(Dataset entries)

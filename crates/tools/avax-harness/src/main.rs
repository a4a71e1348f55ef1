//! CLI harness for the Avalanche wallet SDK
//!
//! This tool allows:
//! - Generating and inspecting keys
//! - CB58 encoding and decoding
//! - Decoding signed transactions
//! - Building and signing an export offline from raw UTXOs
//! - Running an export/import round trip against an in-memory node

use avax_client::{ChainWallet, MemoryNode};
use avax_core::{
    cb58, AddressInput, ChainContext, KeyChain, KeyPair, RawUtxo, SpendOptions, Tx, TxBuilder,
    Utxo, UtxoSet,
};
use avax_params::{ChainAlias, Network, ONE_AVAX};
use clap::{Parser, Subcommand};
use std::path::PathBuf;
use tracing::info;

#[derive(Parser)]
#[command(name = "avax-harness")]
#[command(about = "Avalanche wallet SDK harness", long_about = None)]
struct Cli {
    /// Preset network (mainnet, fuji, local)
    #[arg(short, long, global = true, default_value = "local")]
    network: String,

    /// Custom network JSON, overrides --network
    #[arg(long, global = true)]
    config: Option<PathBuf>,

    #[command(subcommand)]
    command: Commands,
}

#[derive(Subcommand)]
enum Commands {
    /// Generate a fresh key
    Keygen,

    /// Show the addresses of a private key
    Address {
        /// `PrivateKey-...` string
        key: String,
    },

    /// CB58 encode or decode
    Cb58 {
        #[command(subcommand)]
        action: Cb58Action,
    },

    /// Decode a signed transaction (CB58 or 0x hex)
    DecodeTx {
        /// Chain the transaction belongs to
        #[arg(short, long, default_value = "X")]
        chain: ChainAlias,

        /// Encoded transaction
        tx: String,
    },

    /// Build and sign an export from raw UTXOs without touching a node
    BuildExport {
        /// `PrivateKey-...` string that owns the UTXOs
        #[arg(short, long)]
        key: String,

        /// Source chain (X or P)
        #[arg(short, long, default_value = "X")]
        source: ChainAlias,

        /// Destination chain
        #[arg(short, long, default_value = "P")]
        destination: ChainAlias,

        /// Amount in nAVAX
        #[arg(short, long)]
        amount: u64,

        /// Recipient address on the destination chain
        #[arg(short, long)]
        to: String,

        /// Encoded UTXOs to spend
        #[arg(short, long, required = true)]
        utxo: Vec<String>,
    },

    /// Export from X to P and import it back against an in-memory node
    Simulate {
        /// Starting balance in AVAX
        #[arg(short, long, default_value = "10")]
        balance: u64,

        /// Amount to move in AVAX
        #[arg(short, long, default_value = "1")]
        amount: u64,

        /// UTXO page size
        #[arg(short, long, default_value = "1024")]
        page_size: u32,
    },
}

#[derive(Subcommand)]
enum Cb58Action {
    /// Hex bytes to CB58
    Encode { hex: String },
    /// CB58 to hex bytes
    Decode { value: String },
}

#[tokio::main]
async fn main() -> anyhow::Result<()> {
    // Initialize tracing
    tracing_subscriber::fmt()
        .with_env_filter(
            tracing_subscriber::EnvFilter::try_from_default_env()
                .unwrap_or_else(|_| tracing_subscriber::EnvFilter::new("info")),
        )
        .init();

    let cli = Cli::parse();
    let network = match &cli.config {
        Some(path) => Network::from_file(path)?,
        None => Network::from_name(&cli.network)?,
    };
    info!("Network: {} (ID {})", network.name, network.network_id);

    match cli.command {
        Commands::Keygen => {
            let key = KeyPair::generate()?;
            print_key(&network, &key)?;
        }
        Commands::Address { key } => {
            let key = KeyPair::from_private_key_string(&key)?;
            print_key(&network, &key)?;
        }
        Commands::Cb58 { action } => match action {
            Cb58Action::Encode { hex } => {
                let bytes = hex::decode(hex.trim_start_matches("0x"))?;
                println!("{}", cb58::encode(&bytes));
            }
            Cb58Action::Decode { value } => {
                println!("0x{}", hex::encode(cb58::decode(&value)?));
            }
        },
        Commands::DecodeTx { chain, tx } => {
            run_decode_tx(chain, &tx)?;
        }
        Commands::BuildExport {
            key,
            source,
            destination,
            amount,
            to,
            utxo,
        } => {
            run_build_export(&network, &key, source, destination, amount, to, &utxo)?;
        }
        Commands::Simulate {
            balance,
            amount,
            page_size,
        } => {
            run_simulate(&network, balance, amount, page_size).await?;
        }
    }

    Ok(())
}

fn print_key(network: &Network, key: &KeyPair) -> anyhow::Result<()> {
    let summary = serde_json::json!({
        "privateKey": key.to_private_key_string(),
        "publicKey": format!("0x{}", hex::encode(key.public_key_bytes())),
        "x": key.address_string("X", &network.hrp)?,
        "p": key.address_string("P", &network.hrp)?,
        "c": key.address_string("C", &network.hrp)?,
        "eth": key.eth_address().to_string(),
    });
    println!("{}", serde_json::to_string_pretty(&summary)?);
    Ok(())
}

fn run_decode_tx(chain: ChainAlias, encoded: &str) -> anyhow::Result<()> {
    let tx = Tx::from_string(avax_core::Codec::for_chain(chain), encoded)?;
    let consumed: serde_json::Map<String, serde_json::Value> = tx
        .unsigned
        .consumed()?
        .into_iter()
        .map(|(asset, amount)| (asset.to_string(), amount.into()))
        .collect();
    let produced: serde_json::Map<String, serde_json::Value> = tx
        .unsigned
        .produced()?
        .into_iter()
        .map(|(asset, amount)| (asset.to_string(), amount.into()))
        .collect();

    let summary = serde_json::json!({
        "txId": tx.tx_id()?.to_string(),
        "kind": format!("{:?}", tx.unsigned.kind()),
        "networkId": tx.unsigned.network_id(),
        "blockchainId": tx.unsigned.blockchain_id().to_string(),
        "credentials": tx.credentials.len(),
        "consumed": consumed,
        "produced": produced,
    });
    println!("{}", serde_json::to_string_pretty(&summary)?);
    Ok(())
}

fn run_build_export(
    network: &Network,
    key: &str,
    source: ChainAlias,
    destination: ChainAlias,
    amount: u64,
    to: String,
    utxos: &[String],
) -> anyhow::Result<()> {
    let ctx = ChainContext::from_network(network, source)?;
    let key = KeyPair::from_private_key_string(key)?;
    let owner = key.address();
    let mut keychain = KeyChain::new(&network.hrp, source.as_str());
    keychain.add_key(key);

    let mut set = UtxoSet::new(ctx.codec());
    let raws: Vec<RawUtxo> = utxos.iter().map(|s| RawUtxo::from(s.as_str())).collect();
    set.add_array(&raws, false)?;
    info!("Loaded {} UTXOs", set.len());

    let unsigned = TxBuilder::new(&ctx).build_export_tx(
        &set,
        amount,
        &ctx.avax_asset_id.into(),
        &ctx.chain_id(destination).into(),
        &[AddressInput::from(to)],
        &SpendOptions::new(vec![owner]),
    )?;
    let tx = Tx::sign(unsigned, &keychain)?;

    info!("Built export {} ({} credentials)", tx.tx_id()?, tx.credentials.len());
    println!("{}", tx.to_string_hex()?);
    Ok(())
}

async fn run_simulate(
    network: &Network,
    balance: u64,
    amount: u64,
    page_size: u32,
) -> anyhow::Result<()> {
    let node = MemoryNode::new(network)?;
    let key = KeyPair::generate()?;
    let owner = key.address();
    let mut keychain = KeyChain::new(&network.hrp, "X");
    keychain.add_key(key);

    let wallet = ChainWallet::new(node, network, keychain)?.with_page_size(page_size);
    let avax = wallet.context(ChainAlias::X).avax_asset_id;
    wallet
        .client()
        .add_utxo(
            ChainAlias::X,
            None,
            Utxo::test_transfer(1, avax, balance.saturating_mul(ONE_AVAX), owner),
        )
        .await;

    let export_id = wallet
        .export(
            ChainAlias::X,
            ChainAlias::P,
            amount.saturating_mul(ONE_AVAX),
            &[owner.into()],
        )
        .await?;
    info!("Export accepted: {}", export_id);

    let import_id = wallet.import(ChainAlias::P, ChainAlias::X).await?;
    info!("Import accepted: {}", import_id);

    for issued in wallet.client().issued().await {
        info!(
            "  {}-chain {:?} {}",
            issued.chain,
            issued.tx.unsigned.kind(),
            issued.tx_id
        );
    }
    Ok(())
}
//! Integration tests for paginated UTXO fetching

use async_trait::async_trait;
use avax_client::{
    fetch_utxo_set, Error, GetUtxosRequest, MemoryNode, NodeClient, UtxoIndex, UtxoPage,
};
use avax_core::{ChainContext, Id, ShortId, Utxo};
use avax_params::{ChainAlias, Network};
use std::sync::atomic::{AtomicU32, Ordering};

const OWNER: ShortId = ShortId([3; 20]);

fn x_context() -> ChainContext {
    ChainContext::from_network(&Network::local(), ChainAlias::X).unwrap()
}

/// Node that claims full pages but sends nothing
struct HollowNode {
    calls: AtomicU32,
}

#[async_trait]
impl NodeClient for HollowNode {
    async fn get_utxos(&self, request: GetUtxosRequest) -> avax_client::Result<UtxoPage> {
        self.calls.fetch_add(1, Ordering::SeqCst);
        Ok(UtxoPage {
            utxos: Vec::new(),
            end_index: UtxoIndex::default(),
            num_fetched: request.limit,
        })
    }

    async fn issue_tx(&self, _chain: ChainAlias, _tx_hex: String) -> avax_client::Result<Id> {
        Err(Error::Rpc("read-only".to_string()))
    }
}

#[tokio::test]
async fn test_fetch_follows_cursor() {
    let ctx = x_context();
    let node = MemoryNode::new(&Network::local()).unwrap();
    for tx in 1..=7u8 {
        node.add_utxo(ChainAlias::X, None, Utxo::test_transfer(tx, ctx.avax_asset_id, 5, OWNER))
            .await;
    }

    let set = fetch_utxo_set(&node, &ctx, &[OWNER], None, 3).await.unwrap();
    assert_eq!(set.len(), 7);
    assert_eq!(set.get_balance(&[OWNER], &ctx.avax_asset_id, None).unwrap(), 35);
}

#[tokio::test]
async fn test_fetch_exact_multiple_of_page_size() {
    let ctx = x_context();
    let node = MemoryNode::new(&Network::local()).unwrap();
    for tx in 1..=4u8 {
        node.add_utxo(ChainAlias::X, None, Utxo::test_transfer(tx, ctx.avax_asset_id, 1, OWNER))
            .await;
    }

    let set = fetch_utxo_set(&node, &ctx, &[OWNER], None, 2).await.unwrap();
    assert_eq!(set.len(), 4);
}

#[tokio::test]
async fn test_fetch_atomic_from_source() {
    let ctx = x_context().for_chain(ChainAlias::P);
    let node = MemoryNode::new(&Network::local()).unwrap();
    node.add_utxo(
        ChainAlias::P,
        Some(ChainAlias::X),
        Utxo::test_transfer(1, ctx.avax_asset_id, 9, OWNER),
    )
    .await;
    node.add_utxo(ChainAlias::P, None, Utxo::test_transfer(2, ctx.avax_asset_id, 1, OWNER))
        .await;

    let atomic = fetch_utxo_set(&node, &ctx, &[OWNER], Some(ctx.x_chain_id), 10)
        .await
        .unwrap();
    assert_eq!(atomic.len(), 1);

    let local = fetch_utxo_set(&node, &ctx, &[OWNER], None, 10).await.unwrap();
    assert_eq!(local.len(), 1);
}

#[tokio::test]
async fn test_hollow_full_page_is_an_error() {
    let node = HollowNode {
        calls: AtomicU32::new(0),
    };
    let err = fetch_utxo_set(&node, &x_context(), &[OWNER], None, 4)
        .await
        .unwrap_err();
    assert!(matches!(err, Error::EmptyPage(_)));
    assert_eq!(node.calls.load(Ordering::SeqCst), 1);
}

◆ **TASK PROMPT**
If a line comes after the one containing "offline from raw UTXOs", leave it out; set down every line of the data before it, and that line itself, exactly.

◆ **SOLUTION**
filename crates/tools/avax-harness/src/main.rs
repository a4a71e1348f55ef1
//! CLI harness for the Avalanche wallet SDK
//!
//! This tool allows:
//! - Generating and inspecting keys
//! - CB58 encoding and decoding
//! - Decoding signed transactions
//! - Building and signing an export offline from raw UTXOs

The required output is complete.